When Marilyn Monroe died in 1962, she left an estate valued at $92,781. In her will, she bequeathed her money to her half-sister, her mother and a few of her friends. Her will also stated that her personal effects and clothing were to go to Lee Strasberg, the acting coach, "it being my desire that he distribute these among my friends, colleagues and those to whom I am devoted." Their value at the time was $3,200.

Recently, Christie's New York auctioned off those same belongings for an astonishing $13.4 million. Of that sum, $612,600 went to the Literacy Partners, $441,650 to the World Wildlife Fund and the rest -- $12.3 million -- to one Anna Mizrahi Strasberg, widow of Lee Strasberg, a woman whom Marilyn Monroe had never even met. She is said to be thrilled.

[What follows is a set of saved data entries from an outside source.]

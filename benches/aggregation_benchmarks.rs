//! Performance benchmarks for the payroll summary engine.
//!
//! Covers the pure aggregation path over synthetic workforces of growing
//! size, CSV ingest, and the HTTP summary/report endpoints.
//!
//! Run with: `cargo bench`
//! HTML reports are generated in `target/criterion/`

use chrono::{Duration, NaiveDate};
use criterion::{BenchmarkId, Criterion, Throughput, black_box, criterion_group, criterion_main};
use rust_decimal::Decimal;

use payroll_summary::aggregation::aggregate;
use payroll_summary::api::{AppState, create_router};
use payroll_summary::config::{AggregationPolicy, ConfigLoader};
use payroll_summary::ingest::{DEFAULT_TABLE, RecordStore, read_csv};
use payroll_summary::models::PayRecord;

use axum::{body::Body, http::Request};
use tower::ServiceExt;

const STORES: [&str; 4] = ["main st", "ELM ST", "oak ave", "harbour  view"];

fn as_of() -> NaiveDate {
    NaiveDate::from_ymd_opt(2026, 10, 18).unwrap()
}

/// Builds `employees` employees with `paychecks` fortnightly records each.
///
/// Every fifth employee stopped being paid two years ago, every seventh has
/// a duplicated final row.
fn synthetic_workforce(employees: usize, paychecks: usize) -> Vec<PayRecord> {
    let mut records = Vec::with_capacity(employees * (paychecks + 1));
    for e in 0..employees {
        let last = if e % 5 == 0 {
            as_of() - Duration::days(730)
        } else {
            as_of() - Duration::days((e % 14) as i64)
        };
        for p in 0..paychecks {
            records.push(PayRecord {
                employee_name: format!("Employee {:05}", e),
                pay_date: last - Duration::days(14 * p as i64),
                week1_hours: Decimal::new(3800 + (p as i64 % 7) * 25, 2),
                week2_hours: Decimal::new(3650, 2),
                store_name: STORES[(e + p) % STORES.len()].to_string(),
            });
        }
        if e % 7 == 0 {
            records.push(PayRecord {
                employee_name: format!("Employee {:05}", e),
                pay_date: last,
                week1_hours: Decimal::new(200, 2),
                week2_hours: Decimal::ZERO,
                store_name: STORES[e % STORES.len()].to_string(),
            });
        }
    }
    records
}

fn to_csv(records: &[PayRecord]) -> String {
    let mut csv = String::from("Employee_Name,Pay_Date,Week_1,Week_2,Store_Name\n");
    for r in records {
        csv.push_str(&format!(
            "{},{},{},{},{}\n",
            r.employee_name, r.pay_date, r.week1_hours, r.week2_hours, r.store_name
        ));
    }
    csv
}

fn create_test_state(records: Vec<PayRecord>) -> AppState {
    let config = ConfigLoader::load("./config/payroll.yaml").expect("Failed to load config");
    let mut store = RecordStore::new();
    store.replace_table(DEFAULT_TABLE, records);
    AppState::with_store(config, store)
}

/// Benchmark: aggregation scaling with workforce size.
fn bench_aggregate_scaling(c: &mut Criterion) {
    let policy = AggregationPolicy::default();
    let mut group = c.benchmark_group("aggregate");

    for employees in [10usize, 100, 1000].iter() {
        let records = synthetic_workforce(*employees, 52);
        group.throughput(Throughput::Elements(records.len() as u64));
        group.bench_with_input(
            BenchmarkId::new("employees", employees),
            &records,
            |b, records| b.iter(|| black_box(aggregate(records, as_of(), &policy).unwrap())),
        );
    }

    group.finish();
}

/// Benchmark: parsing a CSV export of 100 employees.
fn bench_csv_ingest(c: &mut Criterion) {
    let csv = to_csv(&synthetic_workforce(100, 52));

    let mut group = c.benchmark_group("ingest");
    group.throughput(Throughput::Bytes(csv.len() as u64));
    group.bench_function("read_csv_100_employees", |b| {
        b.iter(|| black_box(read_csv(csv.as_bytes()).unwrap()))
    });
    group.finish();
}

/// Benchmark: summary and report endpoints over a stored table.
fn bench_http_endpoints(c: &mut Criterion) {
    let rt = tokio::runtime::Runtime::new().unwrap();
    let router = create_router(create_test_state(synthetic_workforce(100, 52)));

    let mut group = c.benchmark_group("http");
    group.sample_size(20);

    for endpoint in ["summary", "report"] {
        let uri = format!("/{}?as_of=2026-10-18", endpoint);
        group.bench_function(endpoint, |b| {
            b.to_async(&rt).iter(|| async {
                let router = router.clone();
                let response = router
                    .oneshot(Request::builder().uri(&uri).body(Body::empty()).unwrap())
                    .await
                    .unwrap();
                black_box(response)
            })
        });
    }

    group.finish();
}

criterion_group!(
    benches,
    bench_aggregate_scaling,
    bench_csv_ingest,
    bench_http_endpoints,
);
criterion_main!(benches);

The only other beneficiary of Monroe's estate is the Anna Freud Centre in England, an institute dedicated to researching the effects of long-term psychoanalysis and psychotherapy on emotionally disturbed children.

While Marilyn displayed some degree of dependence on her analysts and her acting mentor throughout her lifetime, her biographers suggest that, toward the end of her life, her relationship to both had cooled significantly. Did Marilyn intend for her legacy to end up where it did?

Since her death, international licensing deals have generated more money than Marilyn earned during all her years in Hollywood. Since 1992, licensing and royalties have resulted in more than $1 million a year in revenue to the estate. With companies such as the Franklin Mint now rushing to cash in on the public interest fueled by the auction, that amount is sure to increase in 1999.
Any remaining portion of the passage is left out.